Vascular actions of arachidonic acid and its metabolites in perfused mesenteric and femoral beds of the dog.

The effects of arachidonate and its major metabolites were examined in vascular beds perfused via the femoral and mesenteric arteries of chloralose-anaesthetised dogs. Close intra-arterial injection of prostacyclin (PGI2, 0.02--2 microgram), PGE2 (0.05--1 microgram) and their precursors, the endoperoxide PGH2 (0.5--2 microgram) and sodium arachidonate (100--550 microgram), all induced vasodilatation. Sodium linoleate (500 microgram) was inactive. Prostacyclin was equally active in both vascular beds, but PGE2 was more potent in the femoral and less so in the mesenteric bed. PGH2 was of similar potency to prostacyclin in both beds, but 6-oxo-PGF 1 alpha (10--100 microgram) was inactive. Thromboxane A2 (TXA2, 1--2 microgram) was a potent vasoconstrictor of the mesenteric bed, but not the femoral bed, although the endoperoxide analogue U46619 was vasocontrictor in both vasculatures.

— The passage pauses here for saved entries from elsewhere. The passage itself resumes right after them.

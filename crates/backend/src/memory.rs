use std::collections::HashMap;
use std::sync::{Arc, Mutex, MutexGuard, PoisonError};

use async_trait::async_trait;
use reqwest::StatusCode;

use quiz_core::Clock;
use quiz_core::model::{AnswerRecord, QuestionId, QuizSession, SessionId, SessionStatus};

use crate::api::{AnswerSubmission, BackendError, QuizBackend};
use crate::record::SessionRecord;

#[derive(Default)]
struct MemoryState {
    sessions: HashMap<SessionId, QuizSession>,
    start_calls: HashMap<SessionId, u32>,
    completion_calls: HashMap<SessionId, u32>,
    failing_completions: u32,
}

/// In-memory quiz backend for tests and prototyping.
///
/// Grades answers on completion from the stored questions' correct options,
/// and counts start/completion calls so callers can assert exactly-once
/// behavior. Completion failures can be injected to exercise retry paths.
#[derive(Clone)]
pub struct InMemoryBackend {
    clock: Clock,
    strict_completion: bool,
    state: Arc<Mutex<MemoryState>>,
}

impl InMemoryBackend {
    #[must_use]
    pub fn new(clock: Clock) -> Self {
        Self {
            clock,
            strict_completion: false,
            state: Arc::new(Mutex::new(MemoryState::default())),
        }
    }

    /// Reject completion with `IncompleteAnswers` while questions are open,
    /// mirroring a backend that enforces completeness server-side.
    #[must_use]
    pub fn with_strict_completion(mut self, strict: bool) -> Self {
        self.strict_completion = strict;
        self
    }

    fn state(&self) -> MutexGuard<'_, MemoryState> {
        self.state.lock().unwrap_or_else(PoisonError::into_inner)
    }

    /// Seed a session. Tests typically insert a pending session with the
    /// correct options filled in on its questions.
    pub fn insert_session(&self, session: QuizSession) {
        self.state().sessions.insert(session.id(), session);
    }

    /// Snapshot of a stored session, for assertions.
    #[must_use]
    pub fn session(&self, id: SessionId) -> Option<QuizSession> {
        self.state().sessions.get(&id).cloned()
    }

    /// How many times `start_quiz` was invoked for this session.
    #[must_use]
    pub fn start_calls(&self, id: SessionId) -> u32 {
        self.state().start_calls.get(&id).copied().unwrap_or(0)
    }

    /// How many times `complete_quiz` was invoked for this session,
    /// including injected failures.
    #[must_use]
    pub fn completion_calls(&self, id: SessionId) -> u32 {
        self.state().completion_calls.get(&id).copied().unwrap_or(0)
    }

    /// Make the next `count` completion calls fail with a 500 status.
    pub fn fail_next_completions(&self, count: u32) {
        self.state().failing_completions = count;
    }

    fn grade(session: &QuizSession) -> HashMap<QuestionId, AnswerRecord> {
        session
            .answers()
            .iter()
            .map(|(question_id, record)| {
                let correct = session
                    .question(*question_id)
                    .and_then(|question| question.correct_option())
                    .map(|correct| correct == record.selected_option);
                let graded = match correct {
                    Some(is_correct) => record.graded(is_correct),
                    None => *record,
                };
                (*question_id, graded)
            })
            .collect()
    }
}

#[async_trait]
impl QuizBackend for InMemoryBackend {
    async fn start_quiz(&self, id: SessionId) -> Result<SessionRecord, BackendError> {
        let now = self.clock.now();
        let mut state = self.state();
        *state.start_calls.entry(id).or_insert(0) += 1;

        let session = state.sessions.get_mut(&id).ok_or(BackendError::NotFound)?;
        if session.status() == SessionStatus::Pending {
            session
                .begin(now)
                .map_err(|err| BackendError::Conflict(err.to_string()))?;
        }
        Ok(SessionRecord::from_session(session))
    }

    async fn submit_answer(
        &self,
        id: SessionId,
        answer: AnswerSubmission,
    ) -> Result<(), BackendError> {
        let mut state = self.state();
        let session = state.sessions.get_mut(&id).ok_or(BackendError::NotFound)?;
        session
            .record_answer(
                answer.question_id,
                AnswerRecord {
                    selected_option: answer.selected_option,
                    time_taken_seconds: answer.time_taken_seconds,
                    is_correct: None,
                },
            )
            .map_err(|err| BackendError::Conflict(err.to_string()))
    }

    async fn complete_quiz(&self, id: SessionId) -> Result<SessionRecord, BackendError> {
        let now = self.clock.now();
        let mut state = self.state();
        *state.completion_calls.entry(id).or_insert(0) += 1;

        if state.failing_completions > 0 {
            state.failing_completions -= 1;
            return Err(BackendError::Status(StatusCode::INTERNAL_SERVER_ERROR));
        }

        let strict = self.strict_completion;
        let session = state.sessions.get_mut(&id).ok_or(BackendError::NotFound)?;
        if strict && session.unanswered_count() > 0 {
            let unanswered = u32::try_from(session.unanswered_count()).unwrap_or(u32::MAX);
            return Err(BackendError::IncompleteAnswers { unanswered });
        }

        let graded = Self::grade(session);
        session
            .complete(graded, now)
            .map_err(|err| BackendError::Conflict(err.to_string()))?;
        Ok(SessionRecord::from_session(session))
    }

    async fn get_quiz(&self, id: SessionId) -> Result<SessionRecord, BackendError> {
        let state = self.state();
        let session = state.sessions.get(&id).ok_or(BackendError::NotFound)?;
        Ok(SessionRecord::from_session(session))
    }
}

#[cfg(test)]
mod tests {
    use super::*;
    use quiz_core::model::{AnswerOption, Question};
    use quiz_core::time::{fixed_clock, fixed_now};

    fn build_session(question_count: usize) -> QuizSession {
        let questions = (0..question_count)
            .map(|i| {
                Question::new(
                    QuestionId::random(),
                    format!("Q{i}"),
                    ["a", "b", "c", "d"].map(str::to_string),
                    Some(AnswerOption::A),
                )
                .unwrap()
            })
            .collect();
        QuizSession::new(SessionId::random(), 300, questions).unwrap()
    }

    fn submission(question_id: QuestionId, option: AnswerOption) -> AnswerSubmission {
        AnswerSubmission {
            question_id,
            selected_option: option,
            time_taken_seconds: 7,
        }
    }

    #[tokio::test]
    async fn start_sets_authoritative_started_at() {
        let backend = InMemoryBackend::new(fixed_clock());
        let session = build_session(1);
        let id = session.id();
        backend.insert_session(session);

        let record = backend.start_quiz(id).await.unwrap();
        assert_eq!(record.status, SessionStatus::InProgress);
        assert_eq!(record.started_at, Some(fixed_now()));
        assert_eq!(backend.start_calls(id), 1);

        // a repeated start is tolerated and does not reset the timestamp
        let record = backend.start_quiz(id).await.unwrap();
        assert_eq!(record.started_at, Some(fixed_now()));
        assert_eq!(backend.start_calls(id), 2);
    }

    #[tokio::test]
    async fn completion_grades_against_correct_options() {
        let backend = InMemoryBackend::new(fixed_clock());
        let session = build_session(2);
        let id = session.id();
        let first = session.questions()[0].id();
        let second = session.questions()[1].id();
        backend.insert_session(session);

        backend.start_quiz(id).await.unwrap();
        backend
            .submit_answer(id, submission(first, AnswerOption::A))
            .await
            .unwrap();
        backend
            .submit_answer(id, submission(second, AnswerOption::C))
            .await
            .unwrap();

        let record = backend.complete_quiz(id).await.unwrap();
        assert_eq!(record.status, SessionStatus::Completed);
        let answers = record.answer_map();
        assert_eq!(answers[&first].is_correct, Some(true));
        assert_eq!(answers[&second].is_correct, Some(false));
        assert_eq!(backend.completion_calls(id), 1);
    }

    #[tokio::test]
    async fn strict_backend_rejects_incomplete_submission() {
        let backend = InMemoryBackend::new(fixed_clock()).with_strict_completion(true);
        let session = build_session(3);
        let id = session.id();
        let first = session.questions()[0].id();
        backend.insert_session(session);

        backend.start_quiz(id).await.unwrap();
        backend
            .submit_answer(id, submission(first, AnswerOption::A))
            .await
            .unwrap();

        let err = backend.complete_quiz(id).await.unwrap_err();
        assert!(matches!(
            err,
            BackendError::IncompleteAnswers { unanswered: 2 }
        ));
        // the session is still active; answering and retrying succeeds
        assert_eq!(
            backend.session(id).unwrap().status(),
            SessionStatus::InProgress
        );
    }

    #[tokio::test]
    async fn injected_failures_burn_down() {
        let backend = InMemoryBackend::new(fixed_clock());
        let session = build_session(1);
        let id = session.id();
        let question = session.questions()[0].id();
        backend.insert_session(session);

        backend.start_quiz(id).await.unwrap();
        backend
            .submit_answer(id, submission(question, AnswerOption::A))
            .await
            .unwrap();

        backend.fail_next_completions(1);
        assert!(matches!(
            backend.complete_quiz(id).await.unwrap_err(),
            BackendError::Status(_)
        ));
        assert!(backend.complete_quiz(id).await.is_ok());
        assert_eq!(backend.completion_calls(id), 2);
    }

    #[tokio::test]
    async fn answers_outside_active_phase_conflict() {
        let backend = InMemoryBackend::new(fixed_clock());
        let session = build_session(1);
        let id = session.id();
        let question = session.questions()[0].id();
        backend.insert_session(session);

        let err = backend
            .submit_answer(id, submission(question, AnswerOption::B))
            .await
            .unwrap_err();
        assert!(matches!(err, BackendError::Conflict(_)));
    }

    #[tokio::test]
    async fn unknown_session_is_not_found() {
        let backend = InMemoryBackend::new(fixed_clock());
        let err = backend.get_quiz(SessionId::random()).await.unwrap_err();
        assert!(matches!(err, BackendError::NotFound));
    }
}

Fatty acid hydroperoxides did not specifically modify the vasodilator effects of PGH2 or arachidonate, presumably because these inhibitors are rapidly reduced in vivo. Indomethacin and meclofenamate potentiated vasodilatation induced by prostacyclin or endoperoxide, but reduced or abolished that caused by arachidonate. The rise in perfusion pressure induced by TXA2 was potentiated and prolonged by indomethacin. Inhibition of synthesis of endogenous prostacyclin, by exacerbating the vasoconstrictor action of TXA2, may have contributed to this effect.